Saved data entries:
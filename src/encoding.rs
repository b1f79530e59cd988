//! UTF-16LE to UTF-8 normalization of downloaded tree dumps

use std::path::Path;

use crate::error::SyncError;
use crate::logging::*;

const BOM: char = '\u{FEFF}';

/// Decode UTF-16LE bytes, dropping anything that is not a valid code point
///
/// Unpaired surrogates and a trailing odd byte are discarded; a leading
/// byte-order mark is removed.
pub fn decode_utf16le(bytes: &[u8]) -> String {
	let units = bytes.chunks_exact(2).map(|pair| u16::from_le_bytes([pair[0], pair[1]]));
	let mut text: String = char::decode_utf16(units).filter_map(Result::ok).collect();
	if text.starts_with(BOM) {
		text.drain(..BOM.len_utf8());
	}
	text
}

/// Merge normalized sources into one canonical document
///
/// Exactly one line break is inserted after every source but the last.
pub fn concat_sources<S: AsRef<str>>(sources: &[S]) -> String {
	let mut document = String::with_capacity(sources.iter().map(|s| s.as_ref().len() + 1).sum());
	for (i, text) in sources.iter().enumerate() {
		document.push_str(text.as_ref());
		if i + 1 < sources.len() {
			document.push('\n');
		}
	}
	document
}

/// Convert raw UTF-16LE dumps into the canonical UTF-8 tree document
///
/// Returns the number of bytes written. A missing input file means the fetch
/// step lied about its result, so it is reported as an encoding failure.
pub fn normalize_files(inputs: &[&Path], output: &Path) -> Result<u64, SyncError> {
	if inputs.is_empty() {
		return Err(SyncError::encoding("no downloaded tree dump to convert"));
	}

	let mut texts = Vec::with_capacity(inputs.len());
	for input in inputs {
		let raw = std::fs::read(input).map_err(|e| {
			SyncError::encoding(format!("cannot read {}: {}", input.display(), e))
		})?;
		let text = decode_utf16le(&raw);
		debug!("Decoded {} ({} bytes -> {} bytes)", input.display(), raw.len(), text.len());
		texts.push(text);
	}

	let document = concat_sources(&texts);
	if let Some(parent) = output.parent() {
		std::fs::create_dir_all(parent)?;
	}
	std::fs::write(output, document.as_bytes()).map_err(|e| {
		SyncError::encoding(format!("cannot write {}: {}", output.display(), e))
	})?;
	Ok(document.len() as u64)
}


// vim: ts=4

...

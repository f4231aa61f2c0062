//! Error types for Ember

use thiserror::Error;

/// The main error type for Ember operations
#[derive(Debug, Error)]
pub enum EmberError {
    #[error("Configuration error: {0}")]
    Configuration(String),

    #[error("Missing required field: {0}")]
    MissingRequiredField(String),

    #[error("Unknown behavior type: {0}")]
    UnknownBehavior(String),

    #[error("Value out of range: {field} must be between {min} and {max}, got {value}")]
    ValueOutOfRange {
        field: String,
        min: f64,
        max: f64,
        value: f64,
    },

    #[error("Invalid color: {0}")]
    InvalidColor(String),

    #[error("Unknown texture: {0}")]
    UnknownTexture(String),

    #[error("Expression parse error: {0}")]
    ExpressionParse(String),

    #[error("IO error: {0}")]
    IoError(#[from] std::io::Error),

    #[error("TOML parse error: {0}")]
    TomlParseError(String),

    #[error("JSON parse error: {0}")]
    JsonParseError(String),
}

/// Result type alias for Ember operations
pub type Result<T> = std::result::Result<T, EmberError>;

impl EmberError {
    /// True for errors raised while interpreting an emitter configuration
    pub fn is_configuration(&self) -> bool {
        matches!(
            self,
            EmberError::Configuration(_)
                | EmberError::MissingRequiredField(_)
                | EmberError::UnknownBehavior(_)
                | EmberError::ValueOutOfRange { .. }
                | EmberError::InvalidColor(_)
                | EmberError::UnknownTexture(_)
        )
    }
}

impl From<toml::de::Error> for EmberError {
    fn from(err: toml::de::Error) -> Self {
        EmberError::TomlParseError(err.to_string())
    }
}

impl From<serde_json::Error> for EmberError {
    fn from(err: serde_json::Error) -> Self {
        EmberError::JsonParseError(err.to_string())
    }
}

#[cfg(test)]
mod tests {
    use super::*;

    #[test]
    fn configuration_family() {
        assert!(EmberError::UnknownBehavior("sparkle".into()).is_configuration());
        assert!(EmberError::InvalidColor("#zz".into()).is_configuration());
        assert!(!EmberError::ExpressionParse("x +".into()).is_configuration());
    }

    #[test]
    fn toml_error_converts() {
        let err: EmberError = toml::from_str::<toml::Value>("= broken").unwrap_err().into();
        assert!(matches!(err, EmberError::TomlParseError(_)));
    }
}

--

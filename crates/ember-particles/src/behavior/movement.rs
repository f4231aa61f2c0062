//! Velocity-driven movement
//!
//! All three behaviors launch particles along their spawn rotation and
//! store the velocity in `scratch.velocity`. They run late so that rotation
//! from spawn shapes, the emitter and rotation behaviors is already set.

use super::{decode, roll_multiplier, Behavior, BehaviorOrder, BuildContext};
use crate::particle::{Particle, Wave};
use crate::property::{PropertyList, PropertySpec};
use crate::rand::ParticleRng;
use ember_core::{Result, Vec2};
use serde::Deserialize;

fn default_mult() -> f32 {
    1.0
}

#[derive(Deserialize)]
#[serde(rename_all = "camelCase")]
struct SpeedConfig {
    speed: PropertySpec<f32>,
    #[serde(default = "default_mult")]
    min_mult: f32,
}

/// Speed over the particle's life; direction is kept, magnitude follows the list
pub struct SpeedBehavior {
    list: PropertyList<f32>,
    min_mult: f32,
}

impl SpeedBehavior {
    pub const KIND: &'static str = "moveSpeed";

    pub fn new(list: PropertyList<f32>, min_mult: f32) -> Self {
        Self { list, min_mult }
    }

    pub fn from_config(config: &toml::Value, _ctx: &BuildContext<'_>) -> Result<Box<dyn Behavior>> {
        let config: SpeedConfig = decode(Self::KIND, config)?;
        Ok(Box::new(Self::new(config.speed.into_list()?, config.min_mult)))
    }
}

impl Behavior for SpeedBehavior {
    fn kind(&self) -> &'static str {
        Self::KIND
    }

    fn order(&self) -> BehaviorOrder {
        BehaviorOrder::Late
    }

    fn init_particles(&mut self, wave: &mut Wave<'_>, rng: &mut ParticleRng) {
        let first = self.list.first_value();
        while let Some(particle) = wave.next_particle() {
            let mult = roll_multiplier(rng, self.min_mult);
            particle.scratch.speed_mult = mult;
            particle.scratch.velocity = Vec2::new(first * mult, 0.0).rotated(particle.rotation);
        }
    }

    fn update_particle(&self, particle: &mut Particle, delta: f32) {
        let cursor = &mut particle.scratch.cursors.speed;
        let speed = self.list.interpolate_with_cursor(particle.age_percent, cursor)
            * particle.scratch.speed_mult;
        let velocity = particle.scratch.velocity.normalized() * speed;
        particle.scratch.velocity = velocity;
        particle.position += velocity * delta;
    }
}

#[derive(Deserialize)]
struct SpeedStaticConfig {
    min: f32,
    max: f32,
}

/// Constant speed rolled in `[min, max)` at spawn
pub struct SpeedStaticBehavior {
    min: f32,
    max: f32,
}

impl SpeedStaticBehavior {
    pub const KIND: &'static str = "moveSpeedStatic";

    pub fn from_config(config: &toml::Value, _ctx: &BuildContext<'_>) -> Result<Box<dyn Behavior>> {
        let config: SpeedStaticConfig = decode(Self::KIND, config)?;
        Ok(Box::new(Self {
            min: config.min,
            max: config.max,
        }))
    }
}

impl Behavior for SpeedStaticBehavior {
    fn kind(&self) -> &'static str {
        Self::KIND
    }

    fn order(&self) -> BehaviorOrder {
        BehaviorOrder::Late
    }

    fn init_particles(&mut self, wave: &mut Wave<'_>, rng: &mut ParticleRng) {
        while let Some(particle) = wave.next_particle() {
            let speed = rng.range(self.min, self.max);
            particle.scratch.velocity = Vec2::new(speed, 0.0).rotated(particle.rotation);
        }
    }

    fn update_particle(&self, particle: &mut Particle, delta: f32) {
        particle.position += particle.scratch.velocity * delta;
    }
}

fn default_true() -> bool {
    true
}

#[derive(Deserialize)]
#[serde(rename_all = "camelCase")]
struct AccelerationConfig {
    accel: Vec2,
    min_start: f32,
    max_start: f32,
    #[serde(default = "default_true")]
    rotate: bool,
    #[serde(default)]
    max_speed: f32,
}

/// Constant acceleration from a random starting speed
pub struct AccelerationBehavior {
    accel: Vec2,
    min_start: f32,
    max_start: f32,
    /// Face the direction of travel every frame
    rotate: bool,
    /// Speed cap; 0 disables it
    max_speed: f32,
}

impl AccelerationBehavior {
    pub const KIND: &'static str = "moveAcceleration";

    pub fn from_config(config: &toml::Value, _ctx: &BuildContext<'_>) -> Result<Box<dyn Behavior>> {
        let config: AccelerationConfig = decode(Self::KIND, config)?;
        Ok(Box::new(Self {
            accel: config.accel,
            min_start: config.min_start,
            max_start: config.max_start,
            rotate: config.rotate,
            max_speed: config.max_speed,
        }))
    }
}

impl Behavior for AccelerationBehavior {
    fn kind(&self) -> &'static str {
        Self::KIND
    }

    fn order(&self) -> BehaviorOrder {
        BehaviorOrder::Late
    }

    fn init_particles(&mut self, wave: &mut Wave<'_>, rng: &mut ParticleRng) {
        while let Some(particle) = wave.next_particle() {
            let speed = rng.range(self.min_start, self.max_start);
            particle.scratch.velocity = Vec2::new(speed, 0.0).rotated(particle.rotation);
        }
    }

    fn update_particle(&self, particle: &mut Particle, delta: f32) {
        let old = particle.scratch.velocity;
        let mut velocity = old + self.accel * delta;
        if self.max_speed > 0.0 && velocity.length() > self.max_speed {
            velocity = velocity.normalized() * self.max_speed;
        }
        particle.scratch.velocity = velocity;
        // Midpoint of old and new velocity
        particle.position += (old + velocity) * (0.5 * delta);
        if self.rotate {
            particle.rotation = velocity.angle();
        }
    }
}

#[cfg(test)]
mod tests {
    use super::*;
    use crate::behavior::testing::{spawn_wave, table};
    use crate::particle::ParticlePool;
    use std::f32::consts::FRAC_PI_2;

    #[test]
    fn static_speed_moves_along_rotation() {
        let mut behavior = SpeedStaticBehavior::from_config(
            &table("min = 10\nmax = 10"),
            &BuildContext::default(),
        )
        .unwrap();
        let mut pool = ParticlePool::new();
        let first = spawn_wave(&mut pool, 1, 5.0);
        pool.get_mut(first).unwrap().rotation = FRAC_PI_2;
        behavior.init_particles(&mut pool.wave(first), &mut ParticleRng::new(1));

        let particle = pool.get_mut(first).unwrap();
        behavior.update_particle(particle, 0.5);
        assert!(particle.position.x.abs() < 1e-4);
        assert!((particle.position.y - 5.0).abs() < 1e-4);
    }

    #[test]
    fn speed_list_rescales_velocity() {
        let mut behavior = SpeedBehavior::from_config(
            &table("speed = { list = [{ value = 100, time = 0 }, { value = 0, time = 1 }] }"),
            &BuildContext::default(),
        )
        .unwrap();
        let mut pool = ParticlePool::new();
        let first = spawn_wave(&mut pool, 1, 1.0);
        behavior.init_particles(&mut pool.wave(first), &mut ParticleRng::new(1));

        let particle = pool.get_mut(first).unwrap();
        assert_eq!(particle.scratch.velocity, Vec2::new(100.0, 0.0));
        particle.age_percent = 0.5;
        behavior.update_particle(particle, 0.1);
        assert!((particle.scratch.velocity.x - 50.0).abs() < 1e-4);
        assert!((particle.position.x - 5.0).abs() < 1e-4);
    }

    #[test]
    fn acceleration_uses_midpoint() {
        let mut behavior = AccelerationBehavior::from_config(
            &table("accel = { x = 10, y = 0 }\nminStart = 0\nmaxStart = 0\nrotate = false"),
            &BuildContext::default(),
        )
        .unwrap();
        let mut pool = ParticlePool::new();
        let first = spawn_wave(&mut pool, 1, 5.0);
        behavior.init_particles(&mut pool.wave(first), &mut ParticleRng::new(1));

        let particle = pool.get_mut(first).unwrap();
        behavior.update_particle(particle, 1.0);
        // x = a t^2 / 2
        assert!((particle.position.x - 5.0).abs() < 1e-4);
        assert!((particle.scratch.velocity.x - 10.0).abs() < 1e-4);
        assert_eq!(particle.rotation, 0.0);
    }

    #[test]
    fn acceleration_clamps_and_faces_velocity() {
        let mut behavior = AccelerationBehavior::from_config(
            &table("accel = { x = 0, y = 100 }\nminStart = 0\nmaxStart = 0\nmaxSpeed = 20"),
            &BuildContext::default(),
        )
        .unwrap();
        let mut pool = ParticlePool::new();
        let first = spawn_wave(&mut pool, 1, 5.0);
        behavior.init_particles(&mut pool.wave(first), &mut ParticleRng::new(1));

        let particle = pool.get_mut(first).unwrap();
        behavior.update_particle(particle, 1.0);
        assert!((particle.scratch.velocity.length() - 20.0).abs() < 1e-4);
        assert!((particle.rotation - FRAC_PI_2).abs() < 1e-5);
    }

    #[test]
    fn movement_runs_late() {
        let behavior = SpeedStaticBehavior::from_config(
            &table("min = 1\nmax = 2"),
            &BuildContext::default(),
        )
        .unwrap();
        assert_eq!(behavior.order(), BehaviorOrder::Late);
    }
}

■ **PROBLEM TO SOLVE**: Find how many lines in the entries above have the string "downloaded" and report only that number.

■ **RESULT**: 2